Exercise instructions
Output every line of the data exactly as it appears.

***

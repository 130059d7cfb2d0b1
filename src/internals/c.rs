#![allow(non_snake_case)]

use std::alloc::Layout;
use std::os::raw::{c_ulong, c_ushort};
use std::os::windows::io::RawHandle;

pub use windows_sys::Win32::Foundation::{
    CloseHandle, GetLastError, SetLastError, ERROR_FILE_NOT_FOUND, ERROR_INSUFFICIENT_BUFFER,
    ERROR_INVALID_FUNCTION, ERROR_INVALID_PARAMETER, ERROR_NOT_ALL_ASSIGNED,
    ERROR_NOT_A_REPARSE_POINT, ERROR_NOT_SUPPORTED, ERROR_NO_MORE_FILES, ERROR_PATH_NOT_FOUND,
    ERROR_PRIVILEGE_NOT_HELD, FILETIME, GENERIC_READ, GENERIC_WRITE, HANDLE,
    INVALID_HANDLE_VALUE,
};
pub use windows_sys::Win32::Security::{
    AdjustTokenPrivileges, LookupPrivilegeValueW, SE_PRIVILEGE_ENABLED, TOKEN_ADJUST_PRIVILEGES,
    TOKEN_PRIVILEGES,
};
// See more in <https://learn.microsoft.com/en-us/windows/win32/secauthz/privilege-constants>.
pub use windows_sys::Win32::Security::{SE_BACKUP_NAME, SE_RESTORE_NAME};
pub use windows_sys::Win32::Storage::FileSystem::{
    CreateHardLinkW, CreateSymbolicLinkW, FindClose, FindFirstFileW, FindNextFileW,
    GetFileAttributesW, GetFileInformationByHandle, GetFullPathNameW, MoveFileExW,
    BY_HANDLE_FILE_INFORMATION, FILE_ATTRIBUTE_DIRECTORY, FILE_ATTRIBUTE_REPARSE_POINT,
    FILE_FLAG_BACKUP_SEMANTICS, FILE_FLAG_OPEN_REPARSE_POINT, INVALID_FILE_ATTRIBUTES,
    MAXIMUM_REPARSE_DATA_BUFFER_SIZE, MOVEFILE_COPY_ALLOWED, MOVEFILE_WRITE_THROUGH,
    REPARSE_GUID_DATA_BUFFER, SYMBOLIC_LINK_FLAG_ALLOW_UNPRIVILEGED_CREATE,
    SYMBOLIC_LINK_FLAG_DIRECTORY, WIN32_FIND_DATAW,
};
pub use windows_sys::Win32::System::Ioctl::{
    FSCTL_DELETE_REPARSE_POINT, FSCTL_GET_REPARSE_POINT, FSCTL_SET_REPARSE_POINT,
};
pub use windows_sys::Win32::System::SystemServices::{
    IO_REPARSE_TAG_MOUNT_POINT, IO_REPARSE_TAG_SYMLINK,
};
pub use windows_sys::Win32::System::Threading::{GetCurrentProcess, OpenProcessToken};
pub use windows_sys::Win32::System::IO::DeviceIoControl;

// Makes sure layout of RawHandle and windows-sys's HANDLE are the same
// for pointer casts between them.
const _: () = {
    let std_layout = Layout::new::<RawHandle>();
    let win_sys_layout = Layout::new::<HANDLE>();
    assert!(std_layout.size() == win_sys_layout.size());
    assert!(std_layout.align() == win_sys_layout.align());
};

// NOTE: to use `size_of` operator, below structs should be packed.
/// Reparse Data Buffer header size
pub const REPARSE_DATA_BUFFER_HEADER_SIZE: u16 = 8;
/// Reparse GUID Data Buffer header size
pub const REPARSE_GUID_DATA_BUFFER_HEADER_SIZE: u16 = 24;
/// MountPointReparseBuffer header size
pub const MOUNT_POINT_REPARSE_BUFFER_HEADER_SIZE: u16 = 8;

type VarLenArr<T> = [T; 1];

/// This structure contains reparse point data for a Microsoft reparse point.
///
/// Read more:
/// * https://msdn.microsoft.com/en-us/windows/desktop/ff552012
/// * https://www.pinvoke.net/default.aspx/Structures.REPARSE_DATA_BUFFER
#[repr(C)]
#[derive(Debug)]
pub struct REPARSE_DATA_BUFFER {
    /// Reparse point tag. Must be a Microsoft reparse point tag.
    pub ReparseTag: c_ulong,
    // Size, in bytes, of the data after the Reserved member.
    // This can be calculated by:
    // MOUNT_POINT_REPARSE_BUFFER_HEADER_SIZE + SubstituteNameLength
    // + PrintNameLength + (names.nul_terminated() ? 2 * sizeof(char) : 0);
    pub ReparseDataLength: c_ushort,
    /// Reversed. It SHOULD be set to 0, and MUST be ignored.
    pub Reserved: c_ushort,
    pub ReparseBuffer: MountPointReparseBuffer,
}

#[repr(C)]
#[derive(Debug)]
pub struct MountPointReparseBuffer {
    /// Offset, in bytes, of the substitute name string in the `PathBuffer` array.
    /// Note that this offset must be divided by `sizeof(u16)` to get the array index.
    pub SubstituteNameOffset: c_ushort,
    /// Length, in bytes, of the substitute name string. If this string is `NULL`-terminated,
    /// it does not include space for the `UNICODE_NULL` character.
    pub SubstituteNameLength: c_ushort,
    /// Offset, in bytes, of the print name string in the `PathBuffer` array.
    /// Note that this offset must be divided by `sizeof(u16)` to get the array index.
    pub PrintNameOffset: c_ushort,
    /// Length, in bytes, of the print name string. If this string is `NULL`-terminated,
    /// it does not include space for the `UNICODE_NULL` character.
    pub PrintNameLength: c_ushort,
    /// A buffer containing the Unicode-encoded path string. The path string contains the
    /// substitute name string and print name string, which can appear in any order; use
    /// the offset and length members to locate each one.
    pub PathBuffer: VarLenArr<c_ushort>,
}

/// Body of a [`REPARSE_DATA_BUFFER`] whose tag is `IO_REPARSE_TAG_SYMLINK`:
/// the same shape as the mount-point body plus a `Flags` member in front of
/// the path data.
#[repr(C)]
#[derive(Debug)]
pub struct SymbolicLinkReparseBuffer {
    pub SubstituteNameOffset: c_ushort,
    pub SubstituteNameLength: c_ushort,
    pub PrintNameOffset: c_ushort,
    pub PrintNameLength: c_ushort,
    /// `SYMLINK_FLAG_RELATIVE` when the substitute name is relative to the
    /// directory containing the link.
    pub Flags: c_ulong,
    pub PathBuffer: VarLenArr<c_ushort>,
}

***

Response to the task
repository 130059d7cfb2d0b1
filename src/internals/c.rs
#![allow(non_snake_case)]

use std::alloc::Layout;
use std::os::raw::{c_ulong, c_ushort};
use std::os::windows::io::RawHandle;

pub use windows_sys::Win32::Foundation::{
    CloseHandle, GetLastError, SetLastError, ERROR_FILE_NOT_FOUND, ERROR_INSUFFICIENT_BUFFER,
    ERROR_INVALID_FUNCTION, ERROR_INVALID_PARAMETER, ERROR_NOT_ALL_ASSIGNED,
    ERROR_NOT_A_REPARSE_POINT, ERROR_NOT_SUPPORTED, ERROR_NO_MORE_FILES, ERROR_PATH_NOT_FOUND,
    ERROR_PRIVILEGE_NOT_HELD, FILETIME, GENERIC_READ, GENERIC_WRITE, HANDLE,
    INVALID_HANDLE_VALUE,
};
pub use windows_sys::Win32::Security::{
    AdjustTokenPrivileges, LookupPrivilegeValueW, SE_PRIVILEGE_ENABLED, TOKEN_ADJUST_PRIVILEGES,
    TOKEN_PRIVILEGES,
};
// See more in <https://learn.microsoft.com/en-us/windows/win32/secauthz/privilege-constants>.
pub use windows_sys::Win32::Security::{SE_BACKUP_NAME, SE_RESTORE_NAME};
pub use windows_sys::Win32::Storage::FileSystem::{
    CreateHardLinkW, CreateSymbolicLinkW, FindClose, FindFirstFileW, FindNextFileW,
    GetFileAttributesW, GetFileInformationByHandle, GetFullPathNameW, MoveFileExW,
    BY_HANDLE_FILE_INFORMATION, FILE_ATTRIBUTE_DIRECTORY, FILE_ATTRIBUTE_REPARSE_POINT,
    FILE_FLAG_BACKUP_SEMANTICS, FILE_FLAG_OPEN_REPARSE_POINT, INVALID_FILE_ATTRIBUTES,
    MAXIMUM_REPARSE_DATA_BUFFER_SIZE, MOVEFILE_COPY_ALLOWED, MOVEFILE_WRITE_THROUGH,
    REPARSE_GUID_DATA_BUFFER, SYMBOLIC_LINK_FLAG_ALLOW_UNPRIVILEGED_CREATE,
    SYMBOLIC_LINK_FLAG_DIRECTORY, WIN32_FIND_DATAW,
};
pub use windows_sys::Win32::System::Ioctl::{
    FSCTL_DELETE_REPARSE_POINT, FSCTL_GET_REPARSE_POINT, FSCTL_SET_REPARSE_POINT,
};
pub use windows_sys::Win32::System::SystemServices::{
    IO_REPARSE_TAG_MOUNT_POINT, IO_REPARSE_TAG_SYMLINK,
};
pub use windows_sys::Win32::System::Threading::{GetCurrentProcess, OpenProcessToken};
pub use windows_sys::Win32::System::IO::DeviceIoControl;

// Makes sure layout of RawHandle and windows-sys's HANDLE are the same
// for pointer casts between them.
const _: () = {
    let std_layout = Layout::new::<RawHandle>();
    let win_sys_layout = Layout::new::<HANDLE>();
    assert!(std_layout.size() == win_sys_layout.size());
    assert!(std_layout.align() == win_sys_layout.align());
};

// NOTE: to use `size_of` operator, below structs should be packed.
/// Reparse Data Buffer header size
pub const REPARSE_DATA_BUFFER_HEADER_SIZE: u16 = 8;
/// Reparse GUID Data Buffer header size
pub const REPARSE_GUID_DATA_BUFFER_HEADER_SIZE: u16 = 24;
/// MountPointReparseBuffer header size
pub const MOUNT_POINT_REPARSE_BUFFER_HEADER_SIZE: u16 = 8;

type VarLenArr<T> = [T; 1];

/// This structure contains reparse point data for a Microsoft reparse point.
///
/// Read more:
/// * https://msdn.microsoft.com/en-us/windows/desktop/ff552012
/// * https://www.pinvoke.net/default.aspx/Structures.REPARSE_DATA_BUFFER
#[repr(C)]
#[derive(Debug)]
pub struct REPARSE_DATA_BUFFER {
    /// Reparse point tag. Must be a Microsoft reparse point tag.
    pub ReparseTag: c_ulong,
    // Size, in bytes, of the data after the Reserved member.
    // This can be calculated by:
    // MOUNT_POINT_REPARSE_BUFFER_HEADER_SIZE + SubstituteNameLength
    // + PrintNameLength + (names.nul_terminated() ? 2 * sizeof(char) : 0);
    pub ReparseDataLength: c_ushort,
    /// Reversed. It SHOULD be set to 0, and MUST be ignored.
    pub Reserved: c_ushort,
    pub ReparseBuffer: MountPointReparseBuffer,
}

#[repr(C)]
#[derive(Debug)]
pub struct MountPointReparseBuffer {
    /// Offset, in bytes, of the substitute name string in the `PathBuffer` array.
    /// Note that this offset must be divided by `sizeof(u16)` to get the array index.
    pub SubstituteNameOffset: c_ushort,
    /// Length, in bytes, of the substitute name string. If this string is `NULL`-terminated,
    /// it does not include space for the `UNICODE_NULL` character.
    pub SubstituteNameLength: c_ushort,
    /// Offset, in bytes, of the print name string in the `PathBuffer` array.
    /// Note that this offset must be divided by `sizeof(u16)` to get the array index.
    pub PrintNameOffset: c_ushort,
    /// Length, in bytes, of the print name string. If this string is `NULL`-terminated,
    /// it does not include space for the `UNICODE_NULL` character.
    pub PrintNameLength: c_ushort,
    /// A buffer containing the Unicode-encoded path string. The path string contains the
    /// substitute name string and print name string, which can appear in any order; use
    /// the offset and length members to locate each one.
    pub PathBuffer: VarLenArr<c_ushort>,
}

/// Body of a [`REPARSE_DATA_BUFFER`] whose tag is `IO_REPARSE_TAG_SYMLINK`:
/// the same shape as the mount-point body plus a `Flags` member in front of
/// the path data.
#[repr(C)]
#[derive(Debug)]
pub struct SymbolicLinkReparseBuffer {
    pub SubstituteNameOffset: c_ushort,
    pub SubstituteNameLength: c_ushort,
    pub PrintNameOffset: c_ushort,
    pub PrintNameLength: c_ushort,
    /// `SYMLINK_FLAG_RELATIVE` when the substitute name is relative to the
    /// directory containing the link.
    pub Flags: c_ulong,
    pub PathBuffer: VarLenArr<c_ushort>,
}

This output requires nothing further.